Paralelamente, el sistema SNSA libera adrenalina (epinefrina) y noradrenalina (norepinefrina) desde la médula suprarrenal y las terminaciones nerviosas simpáticas. Estas catecolaminas son responsables de las respuestas inmediatas de alerta: aumentan el ritmo cardíaco, dilatan las vías respiratorias y promueven la lipólisis y glucogenólisis. La adrenalina, en particular, proporciona la potencia inmediata necesaria para revertir el colapso del choque y lanzar la respuesta defensiva. Los efectos combinados de los glucocorticoides y las catecolaminas definen el estado de hiperalerta y movilización de recursos que caracteriza a la Fase de Contrachoque.

5. Transición y Diferenciación de la Fase de Resistencia

La Fase de Contrachoque es intrínsecamente transitoria; su éxito se mide por su capacidad para llevar al organismo a la Fase de Resistencia. Mientras que el contrachoque es una reacción aguda y explosiva, la resistencia es un estado de adaptación crónica y sostenida. Durante la resistencia, el organismo mantiene un nivel elevado de adaptación al estresor, y los signos clínicos agudos de la Reacción de Alarma desaparecen. Esto no significa que el estrés haya terminado, sino que el cuerpo ha logrado un nuevo equilibrio funcional (alostasis).

La principal diferencia hormonal radica en el patrón de secreción de cortisol. En la Fase de Contrachoque, la liberación de cortisol es máxima y pulsátil, buscando rápidamente la estabilidad. En la Fase de Resistencia, la secreción de cortisol se mantiene elevada, pero a un nivel más constante y sostenible, adecuado para la reparación tisular y el mantenimiento metabólico a largo plazo. Si el estresor persiste y la capacidad adaptativa del organismo se agota, la Fase de Resistencia colapsa, y el individuo entra en la Fase de Agotamiento, donde los recursos hormonales y energéticos se agotan, llevando a la enfermedad o la muerte.

La Fase de Contrachoque, por lo tanto, actúa como un puente crítico. Es el momento en que el sistema evalúa la magnitud del estresor y decide si tiene la reserva energética y hormonal para sostener la lucha. Una respuesta de contrachoque robusta es indicativa de una alta resiliencia fisiológica, lo que maximiza las posibilidades de una adaptación exitosa y prolongada en la Fase de Resistencia. Si la fase de contrachoque es ineficaz, el sistema de adaptación se sobrecarga rápidamente.
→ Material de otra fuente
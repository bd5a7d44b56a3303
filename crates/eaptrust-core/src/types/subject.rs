//! Distinguished name parsing for the fields shown to the user.

use serde::{Deserialize, Serialize};

use crate::error::{Result, TrustError};

/// Structured view of a certificate subject or issuer name.
#[derive(Debug, Clone, Default, PartialEq, Eq, Serialize, Deserialize)]
pub struct SubjectInfo {
    /// CN, always present
    pub common_name: String,
    /// O
    pub organization: String,
    /// emailAddress
    pub email: String,
    /// C
    pub country: String,
    /// ST
    pub state: String,
    /// L
    pub locality: String,
}

impl SubjectInfo {
    /// Parse an RFC 2253 style name such as `C=TW,O=Corp,CN=radius`.
    ///
    /// Values may be plain (with `\` escapes) or `#`-prefixed hex DER.
    /// A name without a common name is rejected.
    pub fn parse(name: &str) -> Result<Self> {
        let mut info = Self::default();

        for rdn in split_unescaped(name) {
            let Some((key, raw)) = rdn.split_once('=') else {
                continue;
            };
            let value = decode_value(raw.trim())
                .ok_or_else(|| TrustError::InvalidName(format!("bad value in {rdn:?}")))?;

            match key.trim().to_ascii_uppercase().as_str() {
                "CN" | "2.5.4.3" => info.common_name = value,
                "O" | "2.5.4.10" => info.organization = value,
                "C" | "2.5.4.6" => info.country = value,
                "ST" | "2.5.4.8" => info.state = value,
                "L" | "2.5.4.7" => info.locality = value,
                "E" | "EMAIL" | "EMAILADDRESS" | "1.2.840.113549.1.9.1" => info.email = value,
                _ => {}
            }
        }

        if info.common_name.is_empty() {
            return Err(TrustError::InvalidName(format!("no common name in {name:?}")));
        }
        Ok(info)
    }
}

/// Split on `,` and `+` that are not escaped with a backslash.
fn split_unescaped(name: &str) -> Vec<String> {
    let mut parts = Vec::new();
    let mut current = String::new();
    let mut escaped = false;

    for c in name.chars() {
        if escaped {
            current.push('\\');
            current.push(c);
            escaped = false;
        } else if c == '\\' {
            escaped = true;
        } else if c == ',' || c == '+' {
            parts.push(std::mem::take(&mut current));
        } else {
            current.push(c);
        }
    }
    if !current.trim().is_empty() {
        parts.push(current);
    }
    parts
}

fn decode_value(raw: &str) -> Option<String> {
    if let Some(hex_der) = raw.strip_prefix('#') {
        return decode_hex_der(hex_der);
    }

    let mut out = String::with_capacity(raw.len());
    let mut chars = raw.chars();
    while let Some(c) = chars.next() {
        if c == '\\' {
            out.push(chars.next()?);
        } else {
            out.push(c);
        }
    }
    Some(out)
}

/// Decode a hex-encoded DER string value (tag, length, content).
fn decode_hex_der(hex_der: &str) -> Option<String> {
    let bytes = hex::decode(hex_der).ok()?;
    let (&_tag, rest) = bytes.split_first()?;
    let (&len_byte, rest) = rest.split_first()?;

    let (len, content) = if len_byte & 0x80 == 0 {
        (usize::from(len_byte), rest)
    } else {
        // Long form: the low bits count the length octets that follow.
        let octets = usize::from(len_byte & 0x7f);
        if octets == 0 || octets > std::mem::size_of::<u32>() || rest.len() < octets {
            return None;
        }
        let (len_bytes, rest) = rest.split_at(octets);
        let len = len_bytes
            .iter()
            .fold(0usize, |acc, &b| (acc << 8) | usize::from(b));
        (len, rest)
    };

    let content = content.get(..len)?;
    Some(String::from_utf8_lossy(content).into_owned())
}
6. Significado Clínico y Aplicaciones Médicas

El conocimiento de la Fase de Contrachoque es vital en la práctica clínica, especialmente en el manejo de pacientes con trauma, shock séptico o quemaduras graves. En estos escenarios, el cuerpo experimenta un choque sistémico. La aparición de la Fase de Contrachoque en un paciente traumatizado es un indicador de que sus mecanismos homeostáticos internos están activos y que el cuerpo está intentando compensar el daño. Los signos de contrachoque, como la taquicardia y la vasoconstricción, aunque a menudo interpretados como patológicos, son inicialmente respuestas adaptativas necesarias.

En la endocrinología, la Fase de Contrachoque ayuda a explicar la hiperactivación del eje HHA en respuesta al estrés agudo. La medición de los niveles de cortisol y catecolaminas durante las primeras horas después de un evento estresante agudo puede confirmar la activación de esta fase. Desde una perspectiva terapéutica, la comprensión de esta fase permite a los médicos apoyar los sistemas naturales del cuerpo, por ejemplo, mediante el manejo de líquidos y el soporte nutricional para garantizar que los recursos metabólicos necesarios para el contrachoque estén disponibles.

Además, en la psicopatología del estrés, la Fase de Contrachoque se relaciona con la respuesta de hipervigilancia y la reactividad emocional extrema observada en los momentos inmediatamente posteriores a un trauma, como ocurre en el desarrollo potencial del Trastorno de Estrés Postraumático (TEPT). La persistencia o desregulación de esta intensa respuesta de contrachoque puede llevar a un estado de alostasis crónica, donde el sistema de estrés permanece activado a niveles perjudiciales, contribuyendo a la morbilidad a largo plazo.

7. Debates y Críticas

A pesar de su importancia histórica, el concepto de la Fase de Contrachoque, como parte del SGA, ha sido objeto de críticas por su excesiva simplificación. Una crítica fundamental es la noción de la respuesta “inespecífica” de Selye. Investigaciones posteriores han demostrado que la respuesta fisiológica varía significativamente dependiendo de la naturaleza del estresor (psicológico, físico, social) y de la evaluación cognitiva que el individuo hace de la amenaza. Esto sugiere que la respuesta de contrachoque no es idéntica para todos los estresores, sino que está modulada por el sistema nervioso central.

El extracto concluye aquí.